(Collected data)
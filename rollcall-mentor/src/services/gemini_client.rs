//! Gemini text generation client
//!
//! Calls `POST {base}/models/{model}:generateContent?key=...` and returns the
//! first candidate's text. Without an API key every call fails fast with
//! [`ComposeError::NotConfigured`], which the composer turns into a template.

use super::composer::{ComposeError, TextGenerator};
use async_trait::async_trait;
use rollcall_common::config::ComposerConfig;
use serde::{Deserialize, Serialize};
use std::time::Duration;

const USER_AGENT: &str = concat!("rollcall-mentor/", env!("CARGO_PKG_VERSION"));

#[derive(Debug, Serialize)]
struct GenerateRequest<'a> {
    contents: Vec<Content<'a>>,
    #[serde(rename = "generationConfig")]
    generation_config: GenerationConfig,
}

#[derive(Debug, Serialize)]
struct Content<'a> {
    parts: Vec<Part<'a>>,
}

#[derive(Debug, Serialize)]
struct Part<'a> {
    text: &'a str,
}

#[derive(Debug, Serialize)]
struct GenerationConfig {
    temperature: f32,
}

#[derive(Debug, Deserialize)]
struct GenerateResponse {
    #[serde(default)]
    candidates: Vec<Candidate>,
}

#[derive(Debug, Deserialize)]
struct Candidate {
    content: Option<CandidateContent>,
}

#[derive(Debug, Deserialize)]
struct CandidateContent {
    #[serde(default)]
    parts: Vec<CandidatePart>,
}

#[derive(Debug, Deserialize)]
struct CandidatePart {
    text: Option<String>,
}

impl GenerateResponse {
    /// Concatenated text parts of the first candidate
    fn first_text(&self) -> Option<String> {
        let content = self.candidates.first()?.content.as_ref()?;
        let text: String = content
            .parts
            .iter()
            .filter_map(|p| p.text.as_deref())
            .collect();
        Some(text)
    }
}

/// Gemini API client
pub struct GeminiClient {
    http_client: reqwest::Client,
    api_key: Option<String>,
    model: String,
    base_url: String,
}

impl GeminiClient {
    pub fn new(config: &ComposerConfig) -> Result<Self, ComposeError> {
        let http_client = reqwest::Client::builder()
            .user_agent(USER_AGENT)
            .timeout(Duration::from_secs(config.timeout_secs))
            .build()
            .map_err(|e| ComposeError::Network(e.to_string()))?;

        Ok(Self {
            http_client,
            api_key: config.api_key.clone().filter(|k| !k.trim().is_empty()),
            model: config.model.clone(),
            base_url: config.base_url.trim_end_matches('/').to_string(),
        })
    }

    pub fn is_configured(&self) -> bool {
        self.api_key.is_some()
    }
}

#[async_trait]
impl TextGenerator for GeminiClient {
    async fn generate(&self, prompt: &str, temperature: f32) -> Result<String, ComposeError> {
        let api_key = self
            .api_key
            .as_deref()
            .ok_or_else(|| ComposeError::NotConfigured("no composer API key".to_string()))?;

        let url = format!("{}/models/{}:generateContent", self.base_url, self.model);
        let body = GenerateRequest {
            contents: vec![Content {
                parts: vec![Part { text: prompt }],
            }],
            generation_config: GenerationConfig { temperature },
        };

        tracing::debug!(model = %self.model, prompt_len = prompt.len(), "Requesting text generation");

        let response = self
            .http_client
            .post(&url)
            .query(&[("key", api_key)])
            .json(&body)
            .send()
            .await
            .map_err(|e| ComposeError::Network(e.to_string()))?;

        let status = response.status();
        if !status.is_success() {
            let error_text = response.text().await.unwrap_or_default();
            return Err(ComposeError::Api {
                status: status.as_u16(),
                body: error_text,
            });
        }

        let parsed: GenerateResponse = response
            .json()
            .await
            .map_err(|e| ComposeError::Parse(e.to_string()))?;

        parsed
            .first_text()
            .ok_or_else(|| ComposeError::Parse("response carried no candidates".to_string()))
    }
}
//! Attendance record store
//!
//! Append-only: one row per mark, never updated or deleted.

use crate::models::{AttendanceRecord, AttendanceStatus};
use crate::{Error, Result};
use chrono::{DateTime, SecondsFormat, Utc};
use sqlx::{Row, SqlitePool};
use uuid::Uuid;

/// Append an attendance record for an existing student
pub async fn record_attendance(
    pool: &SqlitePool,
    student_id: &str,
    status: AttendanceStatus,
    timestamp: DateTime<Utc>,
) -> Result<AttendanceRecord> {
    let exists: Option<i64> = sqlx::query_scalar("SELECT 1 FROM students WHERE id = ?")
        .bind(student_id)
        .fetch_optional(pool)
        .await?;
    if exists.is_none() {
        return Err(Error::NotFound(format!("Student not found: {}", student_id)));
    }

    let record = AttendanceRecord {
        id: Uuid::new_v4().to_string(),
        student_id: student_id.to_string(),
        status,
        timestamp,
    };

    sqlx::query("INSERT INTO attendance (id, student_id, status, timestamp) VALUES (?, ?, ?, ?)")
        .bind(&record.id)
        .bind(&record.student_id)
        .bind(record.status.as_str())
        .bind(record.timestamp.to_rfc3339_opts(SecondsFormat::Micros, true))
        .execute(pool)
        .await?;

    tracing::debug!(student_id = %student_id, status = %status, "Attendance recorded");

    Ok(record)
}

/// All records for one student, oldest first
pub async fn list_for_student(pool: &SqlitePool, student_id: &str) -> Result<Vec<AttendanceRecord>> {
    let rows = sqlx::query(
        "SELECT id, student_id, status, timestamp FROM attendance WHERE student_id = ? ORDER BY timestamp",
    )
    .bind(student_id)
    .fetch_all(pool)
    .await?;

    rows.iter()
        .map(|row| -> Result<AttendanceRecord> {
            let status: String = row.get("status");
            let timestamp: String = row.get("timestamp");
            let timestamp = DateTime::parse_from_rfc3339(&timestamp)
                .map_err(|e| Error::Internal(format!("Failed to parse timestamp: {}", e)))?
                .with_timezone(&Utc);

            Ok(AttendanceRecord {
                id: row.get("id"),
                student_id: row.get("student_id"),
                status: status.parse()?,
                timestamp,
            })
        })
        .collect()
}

• [Exercise instructions]:
Only the number of lines above that contain "clone" should be given as the answer.

• [Answer space]:
2